§ **Task prompt**
Read the records and gather each line that includes "parse".

Dataset excerpts
◆ ◆ ◆ ◆ ◆ ◆ ◆

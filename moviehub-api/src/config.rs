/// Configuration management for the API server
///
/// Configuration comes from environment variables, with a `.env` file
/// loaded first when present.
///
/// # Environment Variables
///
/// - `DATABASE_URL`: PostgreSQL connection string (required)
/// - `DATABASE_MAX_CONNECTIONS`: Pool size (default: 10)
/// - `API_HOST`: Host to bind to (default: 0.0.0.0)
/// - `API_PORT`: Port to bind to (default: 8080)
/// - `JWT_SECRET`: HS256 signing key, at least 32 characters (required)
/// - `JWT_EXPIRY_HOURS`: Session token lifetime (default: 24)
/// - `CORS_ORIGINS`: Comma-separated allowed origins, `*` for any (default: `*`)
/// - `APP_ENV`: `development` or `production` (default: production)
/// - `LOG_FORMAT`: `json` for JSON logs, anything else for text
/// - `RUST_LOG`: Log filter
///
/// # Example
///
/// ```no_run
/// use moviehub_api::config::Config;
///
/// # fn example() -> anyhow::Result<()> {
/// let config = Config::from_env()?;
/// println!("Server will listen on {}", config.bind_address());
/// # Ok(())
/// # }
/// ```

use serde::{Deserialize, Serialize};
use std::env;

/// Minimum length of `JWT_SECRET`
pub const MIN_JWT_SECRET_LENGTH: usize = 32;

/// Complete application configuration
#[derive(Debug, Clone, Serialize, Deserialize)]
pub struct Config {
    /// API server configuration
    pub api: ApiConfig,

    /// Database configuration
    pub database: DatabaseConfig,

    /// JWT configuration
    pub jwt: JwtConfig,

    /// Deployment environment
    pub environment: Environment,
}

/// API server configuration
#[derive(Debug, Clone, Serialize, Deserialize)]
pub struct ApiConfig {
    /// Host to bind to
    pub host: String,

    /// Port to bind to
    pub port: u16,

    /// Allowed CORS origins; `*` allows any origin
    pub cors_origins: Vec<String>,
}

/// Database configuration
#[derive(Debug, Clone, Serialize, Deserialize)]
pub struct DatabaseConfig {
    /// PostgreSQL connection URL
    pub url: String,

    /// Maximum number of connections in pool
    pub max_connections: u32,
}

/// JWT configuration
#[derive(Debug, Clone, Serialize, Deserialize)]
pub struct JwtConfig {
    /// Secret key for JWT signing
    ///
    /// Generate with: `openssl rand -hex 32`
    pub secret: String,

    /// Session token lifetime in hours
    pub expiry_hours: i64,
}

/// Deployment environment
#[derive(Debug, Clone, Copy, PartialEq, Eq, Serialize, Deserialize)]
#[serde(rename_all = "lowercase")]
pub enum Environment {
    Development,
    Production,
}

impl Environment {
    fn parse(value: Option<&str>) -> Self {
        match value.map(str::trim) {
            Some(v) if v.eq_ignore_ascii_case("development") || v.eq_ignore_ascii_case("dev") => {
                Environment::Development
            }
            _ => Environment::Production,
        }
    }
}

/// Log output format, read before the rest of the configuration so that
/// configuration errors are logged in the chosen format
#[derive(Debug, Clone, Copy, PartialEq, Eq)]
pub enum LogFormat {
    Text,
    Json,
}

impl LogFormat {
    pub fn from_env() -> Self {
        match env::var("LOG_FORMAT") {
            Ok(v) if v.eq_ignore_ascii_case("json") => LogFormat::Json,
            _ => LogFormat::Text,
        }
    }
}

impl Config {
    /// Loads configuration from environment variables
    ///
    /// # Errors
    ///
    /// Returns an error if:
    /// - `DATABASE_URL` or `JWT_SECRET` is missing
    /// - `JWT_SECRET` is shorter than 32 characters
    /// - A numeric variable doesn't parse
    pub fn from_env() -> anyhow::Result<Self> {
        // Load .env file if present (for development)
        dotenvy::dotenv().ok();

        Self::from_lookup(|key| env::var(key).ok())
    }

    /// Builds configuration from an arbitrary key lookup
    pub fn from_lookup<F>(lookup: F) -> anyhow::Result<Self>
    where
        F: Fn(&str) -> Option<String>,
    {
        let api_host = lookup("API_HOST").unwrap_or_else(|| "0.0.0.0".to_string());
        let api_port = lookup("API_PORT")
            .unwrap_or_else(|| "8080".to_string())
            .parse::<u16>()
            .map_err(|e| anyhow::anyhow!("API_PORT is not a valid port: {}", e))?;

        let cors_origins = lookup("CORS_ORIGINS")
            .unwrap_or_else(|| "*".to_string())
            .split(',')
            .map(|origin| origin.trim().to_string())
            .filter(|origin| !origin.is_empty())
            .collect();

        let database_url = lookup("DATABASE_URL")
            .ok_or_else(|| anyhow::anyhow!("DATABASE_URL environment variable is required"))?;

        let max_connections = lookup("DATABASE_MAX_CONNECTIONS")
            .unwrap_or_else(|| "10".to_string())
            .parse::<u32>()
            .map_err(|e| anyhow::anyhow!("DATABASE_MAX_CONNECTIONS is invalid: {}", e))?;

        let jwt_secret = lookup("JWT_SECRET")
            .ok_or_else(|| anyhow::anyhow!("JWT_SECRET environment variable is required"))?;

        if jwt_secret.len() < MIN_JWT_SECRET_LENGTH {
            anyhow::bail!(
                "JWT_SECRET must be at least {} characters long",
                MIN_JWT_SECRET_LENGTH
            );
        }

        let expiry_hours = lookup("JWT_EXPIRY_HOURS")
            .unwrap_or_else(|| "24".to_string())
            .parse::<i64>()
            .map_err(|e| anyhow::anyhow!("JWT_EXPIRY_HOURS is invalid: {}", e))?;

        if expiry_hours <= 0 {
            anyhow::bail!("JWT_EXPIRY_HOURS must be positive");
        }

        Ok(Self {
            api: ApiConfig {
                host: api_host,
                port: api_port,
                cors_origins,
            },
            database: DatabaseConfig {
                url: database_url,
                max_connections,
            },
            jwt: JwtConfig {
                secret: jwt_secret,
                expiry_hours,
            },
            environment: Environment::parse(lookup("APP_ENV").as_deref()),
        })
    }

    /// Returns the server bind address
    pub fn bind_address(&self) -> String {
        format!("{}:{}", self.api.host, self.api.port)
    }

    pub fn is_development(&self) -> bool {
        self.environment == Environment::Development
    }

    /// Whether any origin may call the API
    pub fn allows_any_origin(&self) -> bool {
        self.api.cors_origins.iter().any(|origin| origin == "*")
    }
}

◆ ◆ ◆ ◆ ◆ ◆ ◆

§ **Expected answer**
    fn parse(value: Option<&str>) -> Self {
    /// - A numeric variable doesn't parse
            .parse::<u16>()
            .parse::<u32>()
            .parse::<i64>()
            environment: Environment::parse(lookup("APP_ENV").as_deref()),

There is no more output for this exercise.